8. Install PHP extensions that Composer needs
Sulu uses Doctrine and Symfony components that depend on certain PHP extensions. If any of these are missing, composer install will fail.
sudo apt install -y php-zip php-mbstring php-bcmath php-xmlrpc
A common stumbling block: forgetting php-zip. Composer complains about “ZipArchive not found”, and you’re left scratching your head. Installing it fixes the problem fast.
9. Run Composer
composer install --no-dev --optimize-autoloader
The --no-dev flag keeps the dev dependencies out of a production build, saving disk space and reducing attack surface. The autoload optimization speeds up every request by pre‑building class maps.
10. Migrate the database
Sulu uses Doctrine migrations:
php bin/console doctrine:migrations:migrate --no-interaction
If you see “Could not find a configuration file for the migration”, double‑check your .env values and that you ran Composer in the right directory.
11. Create an admin user
Sulu ships with a CLI command to bootstrap an administrator:
php bin/console sulucms:user:create admin@example.com --role ROLE_SUPER_ADMIN --password mysecret
Choose a strong password; Sulu will hash it automatically. Now you can log into the admin panel.
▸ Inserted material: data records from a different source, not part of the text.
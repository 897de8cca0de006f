//! Tool registry
//!
//! Owns the tool catalog and exposes the three registry operations: AI
//! function-calling schema generation, CLI command-tree derivation, and
//! validated tool invocation. The registry itself is side-effect-free apart
//! from dispatching to the wrapped handler.

use log::debug;
use serde_json::{Map, Value, json};

use crate::error::{Result, SitekitError};

use super::catalog::ToolCatalog;
use super::command::CommandSpec;
use super::descriptor::{ToolSpec, Visibility};
use super::param::ParamKind;
use super::validate::{build_args, validate};

/// Registry over a read-only tool catalog
#[derive(Clone, Default)]
pub struct ToolRegistry {
    catalog: ToolCatalog,
}

impl ToolRegistry {
    /// Create a registry over the given catalog
    pub fn new(catalog: ToolCatalog) -> Self {
        Self { catalog }
    }

    /// Access the underlying catalog
    pub fn catalog(&self) -> &ToolCatalog {
        &self.catalog
    }

    /// AI function-calling schemas for every public tool
    pub fn tool_definitions(&self) -> Vec<Value> {
        self.catalog
            .specs()
            .into_iter()
            .filter(|s| s.visibility == Visibility::Public)
            .map(definition_schema)
            .collect()
    }

    /// CLI command descriptors for every non-private tool. Paths are derived
    /// fresh on every call, never cached across catalog changes.
    pub fn cli_commands(&self) -> Vec<CommandSpec> {
        self.catalog
            .specs()
            .into_iter()
            .filter(|s| s.visibility != Visibility::Private)
            .map(CommandSpec::from_spec)
            .collect()
    }

    /// Public tool descriptors belonging to a module
    pub fn public_tools_in_module(&self, module: &str) -> Vec<&ToolSpec> {
        self.catalog
            .specs_in_module(module)
            .into_iter()
            .filter(|s| s.visibility == Visibility::Public)
            .collect()
    }

    /// Invoke a tool by name with an untyped name->value parameter record.
    ///
    /// Validation collects every violation before failing; on success the
    /// handler receives positional arguments in declared parameter order.
    /// Handler errors are wrapped, preserving the original message.
    pub async fn invoke(&self, name: &str, parameters: Value) -> Result<Value> {
        let entry = self.catalog.get(name).ok_or_else(|| SitekitError::UnknownTool {
            tool: name.to_string(),
            parameters: parameters.clone(),
        })?;

        let input = match &parameters {
            Value::Null => Map::new(),
            Value::Object(map) => map.clone(),
            other => {
                return Err(SitekitError::ParameterValidation {
                    tool: name.to_string(),
                    parameters: parameters.clone(),
                    violations: vec![format!(
                        "parameters must be an object, got {}",
                        match other {
                            Value::Array(_) => "array",
                            Value::String(_) => "string",
                            Value::Number(_) => "number",
                            Value::Bool(_) => "boolean",
                            _ => "null",
                        }
                    )],
                });
            }
        };

        let violations = validate(&entry.spec.params, &input);
        if !violations.is_empty() {
            return Err(SitekitError::ParameterValidation {
                tool: name.to_string(),
                parameters,
                violations,
            });
        }

        let args = build_args(&entry.spec.params, &input);
        debug!("invoking tool '{}' with {} args", name, args.len());

        entry
            .handler
            .invoke(args)
            .await
            .map_err(|cause| SitekitError::ToolExecution {
                tool: name.to_string(),
                parameters,
                message: cause.to_string(),
                cause,
            })
    }
}

/// Build the AI schema object for one tool descriptor
fn definition_schema(spec: &ToolSpec) -> Value {
    let mut properties = Map::new();
    let mut required = Vec::new();

    for param in &spec.params {
        let mut prop = Map::new();
        prop.insert("type".to_string(), json!(param.kind.json_type()));
        prop.insert("description".to_string(), json!(param.description));
        if param.kind == ParamKind::Enum {
            prop.insert("enum".to_string(), json!(param.values));
        }
        if let Some(default) = &param.default {
            prop.insert("default".to_string(), default.clone());
        }
        properties.insert(param.name.clone(), Value::Object(prop));

        if !param.optional {
            required.push(param.name.clone());
        }
    }

    json!({
        "name": spec.name,
        "description": spec.description_or_fallback(),
        "parameters": {
            "type": "object",
            "properties": properties,
            "required": required,
        }
    })
}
12. Configure a web server
If you’re using Nginx:
server {
listen 80;
server_name cms.example.com;
root /srv/sulucms/public;
index index.php index.html;
location / {
try_files $uri /index.php$is_args$args;
}
location ~ \.php$ {
include snippets/fastcgi-php.conf;
fastcgi_pass unix:/var/run/php/php8.1-fpm.sock;
}
}
Reload Nginx:
sudo systemctl reload nginx
For Apache, enable the mod_rewrite module and add a .htaccess file in /public. The Sulu docs cover that in more detail if you prefer Apache.
13. Final sanity check
Open your browser to http://cms.example.com/admin. Log in with the credentials you just created. If you see the dashboard, congratulations—you’ve got a working SuluCMS instance on a clean Ubuntu/Debian server.
If something goes sideways (composer errors, missing PHP extensions), search the exact error message; most people have hit those walls before and posted solutions on Stack Overflow or the Sulu Slack channel. The key is to keep your dependencies up‑to‑date and your .env accurate—Sulu will thank you for it.